潜在看護師活用し新事業 超高齢社会支援へ 来月にも 健康相談など 24時間態勢で対応

 民間が主体となり県、大学などの支援で、看護師資格を持ちながら働いていない「潜在看護師」を活用し、高齢者からの健康相談などに24時間態勢で対応する事業が県内でスタートする。健康寿命を延ばすのに役立つ新産業の創出を支援する経済産業省の補助事業に10月採択され、来月にもサービスを始める方針。県内の高齢化率が3割を超える中、関係者は「(病院などの)公的保険外の対応を補うことで、超高齢社会を支えたい」としている。
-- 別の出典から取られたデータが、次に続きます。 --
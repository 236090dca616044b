//! Relay endpoint pool with failure-count rotation.
//!
//! Untrusted public relays fall over constantly, so the pool keeps a
//! per-endpoint consecutive-failure counter and always points at the
//! endpoint with the globally lowest count. This is a performance and
//! availability heuristic, not a circuit breaker: no endpoint is ever
//! removed and there are no cooldown timers.

use std::sync::{Mutex, MutexGuard};

use log::{debug, warn};
use urlencoding::encode;

use super::shape::RelayShape;

/// Configuration for one relay endpoint.
#[derive(Clone, Debug)]
pub struct RelayEndpoint {
    /// Base URL prefix; the percent-encoded target URL is appended.
    pub base: String,
    /// How this relay wraps the upstream response.
    pub shape: RelayShape,
}

impl RelayEndpoint {
    pub fn new(base: impl Into<String>, shape: RelayShape) -> Self {
        Self {
            base: base.into(),
            shape,
        }
    }

    /// Wrap a target URL for transport through this relay.
    pub fn wrap(&self, target: &str) -> String {
        format!("{}{}", self.base, encode(target))
    }
}

/// A snapshot of the pool's current selection.
#[derive(Clone, Debug)]
pub struct RelaySelection {
    /// Index of the selected endpoint (stable across the pool's lifetime)
    pub index: usize,
    /// The endpoint configuration
    pub endpoint: RelayEndpoint,
}

struct PoolState {
    current: usize,
    failures: Vec<u32>,
}

/// Ordered pool of relay endpoints.
///
/// `record_failure` increments the failed endpoint's counter and reselects
/// the endpoint with the globally lowest count, ties broken by original
/// configuration order. A pool whose counters all reset therefore jumps
/// back to endpoint 0; this reselect-to-minimum behavior is intentional.
pub struct RelayPool {
    endpoints: Vec<RelayEndpoint>,
    state: Mutex<PoolState>,
}

impl RelayPool {
    /// Create a pool from configured endpoints, selecting the first.
    ///
    /// At least two endpoints are recommended for availability; a pool of
    /// one still works, it just has nowhere to rotate to.
    pub fn new(endpoints: Vec<RelayEndpoint>) -> Self {
        let failures = vec![0; endpoints.len()];
        Self {
            endpoints,
            state: Mutex::new(PoolState {
                current: 0,
                failures,
            }),
        }
    }

    /// Lock the pool state, recovering from poison if necessary.
    ///
    /// Worst case after recovery is a slightly stale failure count, which
    /// beats panicking inside the fetch path.
    fn lock_state(&self) -> MutexGuard<'_, PoolState> {
        self.state.lock().unwrap_or_else(|poisoned| {
            warn!("Relay pool mutex was poisoned, recovering");
            poisoned.into_inner()
        })
    }

    /// Number of configured endpoints.
    pub fn len(&self) -> usize {
        self.endpoints.len()
    }

    pub fn is_empty(&self) -> bool {
        self.endpoints.is_empty()
    }

    /// Snapshot the currently selected endpoint.
    pub fn current(&self) -> RelaySelection {
        let state = self.lock_state();
        let index = state.current;
        RelaySelection {
            index,
            endpoint: self.endpoints[index].clone(),
        }
    }

    /// Record a failed request through the given endpoint, then reselect
    /// the endpoint with the lowest failure count.
    pub fn record_failure(&self, index: usize) {
        let mut state = self.lock_state();
        if index >= state.failures.len() {
            return;
        }

        state.failures[index] += 1;
        warn!(
            "Relay pool: endpoint {} ({}) failure count now {}",
            index, self.endpoints[index].base, state.failures[index]
        );

        // Selection must happen under the same lock as the increment so the
        // "check counts, pick minimum" step stays atomic.
        let mut best = state.current;
        let mut min_failures = u32::MAX;
        for (i, &count) in state.failures.iter().enumerate() {
            if count < min_failures {
                min_failures = count;
                best = i;
            }
        }

        if best != state.current {
            debug!(
                "Relay pool: switching from endpoint {} to {} ({})",
                state.current, best, self.endpoints[best].base
            );
        }
        state.current = best;
    }

    /// Record a successful request: resets only that endpoint's counter.
    pub fn record_success(&self, index: usize) {
        let mut state = self.lock_state();
        if index >= state.failures.len() {
            return;
        }
        if state.failures[index] != 0 {
            debug!("Relay pool: endpoint {} recovered, counter reset", index);
        }
        state.failures[index] = 0;
    }

    /// Current failure count for an endpoint (diagnostics).
    pub fn failure_count(&self, index: usize) -> u32 {
        self.lock_state().failures.get(index).copied().unwrap_or(0)
    }
}
use chrono::{DateTime, Utc};
use rust_decimal::Decimal;
use serde::{Deserialize, Serialize};

/// How a quote value was obtained.
///
/// Provenance always reflects the actual data path taken; it is never
/// defaulted to `live`. Degradation is visible to the UI only through this
/// tag, never as an error.
#[derive(Clone, Copy, Debug, Eq, PartialEq, Serialize, Deserialize)]
#[serde(rename_all = "lowercase")]
pub enum Provenance {
    /// Fresh network fetch, normalized from a provider payload
    Live,
    /// Served from the response cache within its TTL
    Cached,
    /// Bundled last-known-good value from the static fallback table
    Static,
    /// Synthetic plausible value generated after all other paths failed
    Simulated,
}

impl std::fmt::Display for Provenance {
    fn fmt(&self, f: &mut std::fmt::Formatter<'_>) -> std::fmt::Result {
        match self {
            Self::Live => write!(f, "live"),
            Self::Cached => write!(f, "cached"),
            Self::Static => write!(f, "static"),
            Self::Simulated => write!(f, "simulated"),
        }
    }
}

/// A normalized price observation for one instrument.
///
/// `change` and `change_percent` are always derived from `price` and
/// `previous_close` at construction time and never set independently, so
/// they stay internally consistent regardless of what the provider payload
/// claimed.
#[derive(Clone, Debug, Serialize, Deserialize)]
pub struct Quote {
    /// Instrument symbol
    pub symbol: String,

    /// Latest observed price
    pub price: Decimal,

    /// Previous session close
    pub previous_close: Decimal,

    /// price - previous_close (derived)
    pub change: Decimal,

    /// change / previous_close * 100 (derived)
    pub change_percent: Decimal,

    /// Intraday high
    pub day_high: Decimal,

    /// Intraday low
    pub day_low: Decimal,

    /// Trading volume (optional)
    #[serde(skip_serializing_if = "Option::is_none")]
    pub volume: Option<Decimal>,

    /// Quote currency
    pub currency: String,

    /// When the observation was made
    pub observed_at: DateTime<Utc>,

    /// How the value was obtained
    pub provenance: Provenance,
}

impl Quote {
    /// Build a quote from a price observation, deriving change fields.
    ///
    /// Day high/low default to the price itself; use [`with_range`]
    /// (Self::with_range) when the payload carries them.
    pub fn from_observation(
        symbol: impl Into<String>,
        price: Decimal,
        previous_close: Decimal,
        currency: impl Into<String>,
        observed_at: DateTime<Utc>,
        provenance: Provenance,
    ) -> Self {
        let change = price - previous_close;
        let change_percent = if previous_close.is_zero() {
            Decimal::ZERO
        } else {
            change / previous_close * Decimal::ONE_HUNDRED
        };

        Self {
            symbol: symbol.into(),
            price,
            previous_close,
            change,
            change_percent,
            day_high: price,
            day_low: price,
            volume: None,
            currency: currency.into(),
            observed_at,
            provenance,
        }
    }

    /// Set the intraday range.
    pub fn with_range(mut self, day_high: Decimal, day_low: Decimal) -> Self {
        self.day_high = day_high;
        self.day_low = day_low;
        self
    }

    /// Set the trading volume.
    pub fn with_volume(mut self, volume: Decimal) -> Self {
        self.volume = Some(volume);
        self
    }
}

/// One point of a historical price series.
#[derive(Clone, Debug, PartialEq, Serialize, Deserialize)]
pub struct HistoryPoint {
    /// Observation timestamp
    pub timestamp: DateTime<Utc>,
    /// Closing price at that timestamp
    pub price: Decimal,
}

#[cfg(test)]
mod tests {
    use super::*;
    use rust_decimal_macros::dec;

    #[test]
    fn test_change_fields_are_derived() {
        let quote = Quote::from_observation(
            "QQQ",
            dec!(522.35),
            dec!(515.95),
            "USD",
            Utc::now(),
            Provenance::Live,
        );

        assert_eq!(quote.change, dec!(6.40));
        let expected = dec!(6.40) / dec!(515.95) * dec!(100);
        assert_eq!(quote.change_percent, expected);
    }

    #[test]
    fn test_zero_previous_close_yields_zero_percent() {
        let quote = Quote::from_observation(
            "FIG",
            dec!(45.60),
            Decimal::ZERO,
            "USD",
            Utc::now(),
            Provenance::Live,
        );
        assert_eq!(quote.change_percent, Decimal::ZERO);
    }

    #[test]
    fn test_range_defaults_to_price() {
        let quote = Quote::from_observation(
            "XAU-USD",
            dec!(2650.10),
            dec!(2641.00),
            "USD",
            Utc::now(),
            Provenance::Live,
        );
        assert_eq!(quote.day_high, dec!(2650.10));
        assert_eq!(quote.day_low, dec!(2650.10));
        assert!(quote.volume.is_none());
    }

    #[test]
    fn test_provenance_serializes_lowercase() {
        assert_eq!(
            serde_json::to_string(&Provenance::Simulated).unwrap(),
            "\"simulated\""
        );
        assert_eq!(Provenance::Static.to_string(), "static");
    }
}
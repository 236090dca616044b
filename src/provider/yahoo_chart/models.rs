//! Payload models for the Yahoo v8 finance chart endpoint.

use serde::Deserialize;

/// Top-level response: `{ "chart": { "result": [...], "error": ... } }`.
#[derive(Debug, Deserialize)]
pub struct ChartResponse {
    pub chart: Chart,
}

#[derive(Debug, Deserialize)]
pub struct Chart {
    #[serde(default)]
    pub result: Option<Vec<ChartResult>>,
    #[serde(default)]
    pub error: Option<ChartError>,
}

/// Provider-reported error envelope (e.g. unknown symbol).
#[derive(Debug, Deserialize)]
pub struct ChartError {
    #[serde(default)]
    pub code: Option<String>,
    #[serde(default)]
    pub description: Option<String>,
}

#[derive(Debug, Deserialize)]
pub struct ChartResult {
    pub meta: ChartMeta,
    #[serde(default)]
    pub timestamp: Option<Vec<i64>>,
    #[serde(default)]
    pub indicators: Option<Indicators>,
}

#[derive(Debug, Deserialize)]
#[serde(rename_all = "camelCase")]
pub struct ChartMeta {
    pub regular_market_price: f64,

    /// Previous close as seen by the chart range; the preferred field.
    #[serde(default)]
    pub chart_previous_close: Option<f64>,

    /// Plain previous close, present on some symbols when the chart field
    /// is not.
    #[serde(default)]
    pub previous_close: Option<f64>,

    #[serde(default)]
    pub regular_market_day_high: Option<f64>,

    #[serde(default)]
    pub regular_market_day_low: Option<f64>,

    #[serde(default)]
    pub regular_market_volume: Option<f64>,

    #[serde(default)]
    pub currency: Option<String>,
}

#[derive(Debug, Deserialize)]
pub struct Indicators {
    #[serde(default)]
    pub quote: Vec<IndicatorQuote>,
}

/// Per-bar series; entries are null where the market had no trade.
#[derive(Debug, Deserialize)]
pub struct IndicatorQuote {
    #[serde(default)]
    pub close: Vec<Option<f64>>,
}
 事業では高齢者や家族などを会員として募り、会員側からの相談に看護師が電話で応じる。高齢者宅の血圧計などと看護師のスマートフォンをネットワークでつなぎ、離れた場所でも健康状態を確認できる仕組みを想定している。異常や要請があった場合は訪問して対応。看護師では対応困難な案件は、専門の看護師や医師に引き継ぐ。

 病院にかかる前の段階で、高齢者の健康不安に対し柔軟に対応できることが特長。夜間の高齢者施設からの相談に応じるといったサービスも可能。潜在看護師は交代制で対応し、当面8人が働く予定。在宅で勤務可能で、潜在看護師の就労を促す狙いもある。

 有識者や事業所、県でつくる「県の介護周辺・健康サービスを考える会」(委員長・立石憲彦県立大教授)が3年前から事業化を検討。企業や診療所、歯科医院など5事業所でつくる「平成の出島コンソーシアム」が運営し、県や同大などが支援する。

 今後、会費などを決めた上で会員募集を始める方針。立石委員長は「ビジネス化することで、高齢者を持続的に支えていく体制を整えたい」とする。